Editorial: Trumping the Donald
How did our Taoiseach do this St Patrick’s Day?
How do you go to Washington and deal with a US President who has just plunged the world into global crisis by choosing to attack another sovereign country unlawfully?
Of course, you could march in there and point out the huge injustice of the US and Israeli attack on Iran and the unnecessary loss of life and what an unmitigated disaster it has been for almost everyone bar Putin. But what would that achieve? The meeting would be cut short and some other wild tariff might be imposed on us. I don’t really see the point in our political leader criticising Donald Trump directly to his face. What will it achieve? Better to try and steer him towards negotiating a deal with Iran that enables Trump to think he is saving face and try and end this unjust conflict as quickly as possible before more lives are lost and more countries destabilised.

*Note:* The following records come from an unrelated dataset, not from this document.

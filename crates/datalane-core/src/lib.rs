//! Data orchestration between views and a backend API.
//!
//! Every read and write a view makes goes through one [`Dispatcher`]:
//!
//! - **[`Dispatcher`]** — `enqueue(operation, target, payload, options)`
//!   validates the target synchronously, then runs the request in the
//!   background and delivers the outcome through a [`Processor`].
//!   Mutating requests are serialized per URL by a [`RequestSerializer`];
//!   queued requests that wait longer than the stale threshold are
//!   dropped together with the rest of that URL's backlog.
//!
//! - **[`ReuseCache`]** — read responses are kept in a [`KvStore`] under
//!   a key built from the URL and the sorted payload ([`unique_url`]),
//!   with an absolute expiry and optional page scope. A [`Router`]
//!   supplies the current page and triggers a sweep on navigation once
//!   [`Dispatcher::start`] has been called.
//!
//! - **[`ProcessorRegistry`]** — resolves each entity to its own
//!   processor or the [`FallbackProcessor`], and propagates successful
//!   responses to every registered entity backed by the same resource.
//!
//! - **Batch and bulk** — a [`Target::Batch`] fans out over the
//!   entity's `BatchCall`s and joins by identifier; a [`Target::Bulk`]
//!   fans out over several entities and joins by position. Either way
//!   the aggregate reaches the receiving [`DataView`] exactly once.
//!
//! - **Domain model** ([`model`]) — `DataConfig`, `EntityConfig`,
//!   `ReusePolicy`, blobs and the persisted `CacheRecord`.

pub mod cache;
pub mod clock;
pub mod config;
mod coordinator;
pub mod dispatcher;
pub mod error;
pub mod model;
pub mod processor;
pub mod router;
pub mod serializer;
pub mod store;
pub mod view;

// ── Primary re-exports ──────────────────────────────────────────────
pub use cache::{ReuseCache, unique_url};
pub use clock::{Clock, ManualClock, SystemClock};
pub use config::DispatcherConfig;
pub use dispatcher::{Dispatcher, DispatcherBuilder, EnqueueOptions};
pub use error::{CoreError, UNAUTHORIZED_STATUS};
pub use processor::{
    FallbackProcessor, FnProcessor, Processor, ProcessorContext, ProcessorRegistry, processor_fn,
};
pub use router::{PageRouter, Router};
pub use serializer::{Admission, RequestSerializer};
pub use store::{FileStore, KvStore, MemoryStore, StoreError};
pub use view::DataView;

pub use model::{
    BatchCall, BatchResults, Blob, BlobClass, CacheMeta, CacheRecord, CacheScope, DataConfig,
    DataError, DataPayload, DataSource, EntityConfig, EntityId, LeafOutcome, Operation,
    ResourceKey, ReusePolicy, Target,
};

// Transport types callers need to build a dispatcher.
pub use datalane_api::{HttpTransport, Method, TlsMode, Transport, TransportConfig};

It’s possible that this unjust war has already changed the way the international order operates forever.
The US is now longer the all-powerful guarantor of international order as we know it. The US now blatantly disregards international law and allowing the US have bases in your country does not guarantee your safety anymore either. The economies of the US’ Middle East allies are now being entirely disrupted. Who now wants to visit these countries on holiday? The likes of Kuwait, Saudi Arabia and the UAE now know just how vulnerable their refineries and vital water desalination plants are to attack from cheap drones.
Iran has found a way to hurt America and its allies militarily. Of course they have not defeated US navies or armies but they’ve found a way to bleed them, destroy some of their Middle East bases, destroy infrastructure worth billions and show the world how fragile the ‘protection’ of the US really is.
Micheál Martin got a 50 minute St Patrick's Day meeting with Trump in the White House on Tuesday. One of the lighter moments came when Trump said the Taoiseach and Northern Ireland's deputy first minister, the DUP's Emma Little-Pengelly “get along so well” that they should consider a “merger”!
“I love mergers, but we're going to get into a little trouble, we're going to get in more trouble with that.”
A lot of the media coverage after - here and abroad- was based on how Martin defended UK Prime Minister Keir Starmer after Trump expressed his disappointment in Starmer for failing to get involved in the Iran war adding Starmer was “no Churchill”.
Having had a summit in Cork last week with Starmer, the Corkman said he had done “much work to reset the UK-Irish relationship”.
In relation to the Iran war, Mr Martin said: “What we want is a peaceful resolution. That's where we come from as a small nation.”
It seems that Trump may visit Ireland later this year. What a pleasure!